Jak co sezon piłkarze z Sankt Petersburga byli faworytami do końcowego triumfu w Rosji. Apetyty kibiców były o tyle bardziej rozbudzone, że w ostatnich latach nie udało się realizować celu. Zenit mistrzostwo zdobył w sezonie 2014/2015, a następnie plasował się na czołowych lokatach, ale zawsze czegoś brakowało. Jednak w obecnych rozgrywkach ich przewaga nad pozostałymi ekipami była naprawdę spora.

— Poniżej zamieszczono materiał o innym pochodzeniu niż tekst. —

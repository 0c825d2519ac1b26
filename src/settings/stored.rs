use super::{Shared, Subscription};
use crate::Error;
use serde::de::DeserializeOwned;
use serde::Serialize;
use std::sync::Arc;
use tracing::debug;

/// A typed value persisted under one storage key.
///
/// Reads fall back to the default when the key was never written or holds
/// something that does not parse. Broadcast values are published to other
/// hubs and local subscribers whenever a write changes them.
pub struct Stored<T> {
    shared: Arc<Shared>,
    name: String,
    default: T,
    broadcast: bool,
}

impl<T> Stored<T>
where
    T: Serialize + DeserializeOwned + Clone + PartialEq + Send + Sync + 'static,
{
    /// Value `field` under `prefix`, persisted but not broadcast.
    pub fn new(shared: Arc<Shared>, prefix: &str, field: &str, default: T) -> Self {
        let name = if prefix.is_empty() {
            field.to_string()
        } else {
            format!("{}:{}", prefix, field)
        };
        Stored {
            shared,
            name,
            default,
            broadcast: false,
        }
    }

    /// Also broadcast changes.
    pub fn broadcast(mut self) -> Self {
        self.broadcast = true;
        self
    }

    /// Storage key.
    pub fn name(&self) -> &str {
        &self.name
    }

    /// Current value.
    pub fn get(&self) -> T {
        let raw = match self.shared.storage().get_item(&self.name) {
            Some(raw) => raw,
            None => return self.default.clone(),
        };
        serde_json::from_str(&raw).unwrap_or_else(|e| {
            debug!(name = %self.name, error = %e, "stored value does not parse, using default");
            self.default.clone()
        })
    }

    /// Persists `value`, then publishes it if it changed.
    pub fn set(&self, value: T) -> Result<(), Error> {
        let previous = self.get();
        let json = serde_json::to_value(&value)?;
        self.shared.storage().set_item(&self.name, &json.to_string())?;
        if self.broadcast && previous != value {
            self.shared.publish(&self.name, json);
        }
        Ok(())
    }

    /// Modifies the value in place.
    pub fn update(&self, f: impl FnOnce(&mut T)) -> Result<(), Error> {
        let mut value = self.get();
        f(&mut value);
        self.set(value)
    }

    /// Calls `f` with every published value.
    pub fn subscribe(&self, f: impl Fn(T) + Send + Sync + 'static) -> Subscription {
        let name = self.name.clone();
        self.shared.subscribe(&self.name, move |value| {
            match serde_json::from_value(value.clone()) {
                Ok(v) => f(v),
                Err(e) => debug!(name = %name, error = %e, "ignoring unparsable update"),
            }
        })
    }
}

Nie brakowało jednak kilku wpadek. Taka też zdarzyła się w ostatniej kolejce. Zenit jedynie zremisował z Achmatem Grozny i wiele wskazywało na to, że świętowanie będzie trzeba odłożyć w czasie. Z "pomocą" przyszedł jednak Arsienał Tuła. Zespół ten niespodziewanie pokonał Lokomotiw Moskwa, a więc obrońcę mistrzowskiego tytułu i głównego rywala lidera ligi. Wynik ten sprawił, że piłkarze Zenita są pewni złotego medalu.

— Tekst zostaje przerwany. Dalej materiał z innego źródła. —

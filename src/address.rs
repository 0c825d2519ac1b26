//! Ethereum-style public keys and the Accumulate identities derived from them.
use crate::hash::{keccak256, sha256};
use crate::protocol::SignatureType;
use crate::url::Url;
use crate::Error;
use k256::ecdsa::{RecoveryId, Signature as EcdsaSignature, VerifyingKey};
use k256::elliptic_curve::sec1::ToEncodedPoint;
use std::fmt;

/// Length of an uncompressed SEC1 public key.
pub const PUBLIC_KEY_LENGTH: usize = 65;

/// Length of an `r‖s‖v` signature.
pub const SIGNATURE_LENGTH: usize = 65;

/// Message signed to prove ownership of an address.
pub const LOGIN_MESSAGE: &str = "Login to Accumulate";

/// An uncompressed secp256k1 public key and its Ethereum key hash.
#[derive(Clone, PartialEq, Eq, Hash)]
pub struct EthPublicKey {
    public_key: [u8; PUBLIC_KEY_LENGTH],
    key_hash: [u8; 20],
}

impl EthPublicKey {
    /// Normalizes a compressed (33 bytes), raw (64 bytes) or uncompressed
    /// (65 bytes, `0x04` prefix) key.
    pub fn new(bytes: &[u8]) -> Result<Self, Error> {
        let mut public_key = [0u8; PUBLIC_KEY_LENGTH];
        match bytes.len() {
            33 => {
                let pk = k256::PublicKey::from_sec1_bytes(bytes).map_err(|_| Error::InvalidPublicKey)?;
                public_key.copy_from_slice(pk.to_encoded_point(false).as_bytes());
            }
            64 => {
                public_key[0] = 0x04;
                public_key[1..].copy_from_slice(bytes);
            }
            65 if bytes[0] == 0x04 => public_key.copy_from_slice(bytes),
            65 => return Err(Error::InvalidPublicKey),
            n => return Err(Error::InvalidPublicKeyLength(n)),
        }
        let key_hash = eth_hash(&public_key[1..]);
        Ok(EthPublicKey {
            public_key,
            key_hash,
        })
    }

    /// Parses a hex key, with or without `0x`.
    pub fn from_hex(s: &str) -> Result<Self, Error> {
        let bytes = hex::decode(s.trim_start_matches("0x")).map_err(|_| Error::InvalidPublicKey)?;
        Self::new(&bytes)
    }

    /// Recovers the key that produced `signature` over `hash`.
    /// The last signature byte selects the recovery id: `0x1c` is 1, anything else 0.
    pub fn recover(signature: &[u8], hash: &[u8; 32]) -> Result<Self, Error> {
        if signature.len() != SIGNATURE_LENGTH {
            return Err(Error::InvalidSignature);
        }
        let sig = EcdsaSignature::from_slice(&signature[..64]).map_err(|_| Error::InvalidSignature)?;
        let v = if signature[64] == 0x1c { 1 } else { 0 };
        let recid = RecoveryId::from_byte(v).ok_or(Error::InvalidSignature)?;
        let key = VerifyingKey::recover_from_prehash(hash, &sig, recid).map_err(|_| Error::InvalidSignature)?;
        Self::new(key.to_encoded_point(false).as_bytes())
    }

    /// Recovers the key that personal-signed `message` and checks it belongs to `address`.
    pub fn recover_and_verify(signature: &[u8], message: &[u8], address: &str) -> Result<Self, Error> {
        let key = Self::recover(signature, &hash_message(message))?;
        let recovered = key.ethereum();
        if !recovered.eq_ignore_ascii_case(address.trim()) {
            return Err(Error::IdentityMismatch {
                expected: address.to_string(),
                recovered,
            });
        }
        Ok(key)
    }

    /// Uncompressed key bytes.
    pub fn public_key(&self) -> &[u8; PUBLIC_KEY_LENGTH] {
        &self.public_key
    }

    /// Last 20 bytes of Keccak-256 over the key without its prefix.
    pub fn key_hash(&self) -> &[u8; 20] {
        &self.key_hash
    }

    /// Scheme used when signing with this key.
    pub fn signature_type(&self) -> SignatureType {
        SignatureType::Eth
    }

    /// Key as lowercase hex.
    pub fn to_hex(&self) -> String {
        hex::encode(self.public_key)
    }

    /// EIP-55 checksummed Ethereum address.
    pub fn ethereum(&self) -> String {
        checksum_address(&self.key_hash)
    }

    /// Accumulate rendering of the key hash: `0x` and lowercase hex.
    pub fn address(&self) -> String {
        format!("0x{}", hex::encode(self.key_hash))
    }

    /// URL of the lite identity controlled by this key.
    pub fn lite_identity(&self) -> Url {
        lite_identity_for_hash(&self.key_hash)
    }
}

impl fmt::Debug for EthPublicKey {
    fn fmt(&self, f: &mut fmt::Formatter<'_>) -> fmt::Result {
        write!(f, "EthPublicKey({})", self.ethereum())
    }
}

/// Last 20 bytes of Keccak-256.
pub fn eth_hash(key: &[u8]) -> [u8; 20] {
    let mut hash = [0u8; 20];
    hash.copy_from_slice(&keccak256(key)[12..]);
    hash
}

/// EIP-55 mixed-case rendering of an address.
pub fn checksum_address(hash: &[u8; 20]) -> String {
    let lower = hex::encode(hash);
    let digest = keccak256(lower.as_bytes());
    let mut out = String::with_capacity(42);
    out.push_str("0x");
    for (i, c) in lower.chars().enumerate() {
        let nibble = (digest[i / 2] >> if i % 2 == 0 { 4 } else { 0 }) & 0x0f;
        if nibble >= 8 {
            out.push(c.to_ascii_uppercase());
        } else {
            out.push(c);
        }
    }
    out
}

/// `acc://<hash hex><checksum hex>`, the checksum being the last four bytes
/// of SHA-256 over the hash hex.
pub fn lite_identity_for_hash(hash: &[u8; 20]) -> Url {
    let hash_hex = hex::encode(hash);
    let checksum = sha256(hash_hex.as_bytes());
    Url::from_authority(format!("{}{}", hash_hex, hex::encode(&checksum[28..])))
}

/// Ethereum personal-sign hash of `message`.
pub fn hash_message(message: &[u8]) -> [u8; 32] {
    let mut data = format!("\x19Ethereum Signed Message:\n{}", message.len()).into_bytes();
    data.extend_from_slice(message);
    keccak256(data)
}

I nie byłoby w tym nic nadzwyczajnego, gdyby nie okoliczności, w których dowiedzieli się o tym. Drużyna wracała akurat z Czeczenii do Petersburga. O końcowym rezultacie meczu Lokomotiwu dowiedzieli się od pilota samolotu. Zawodnicy nie czekali aż maszyna wyląduje. Świętowanie rozpoczęli już na pokładzie. Niedługo potem z mistrzostwa Rosji mogli cieszyć się wraz z kibicami.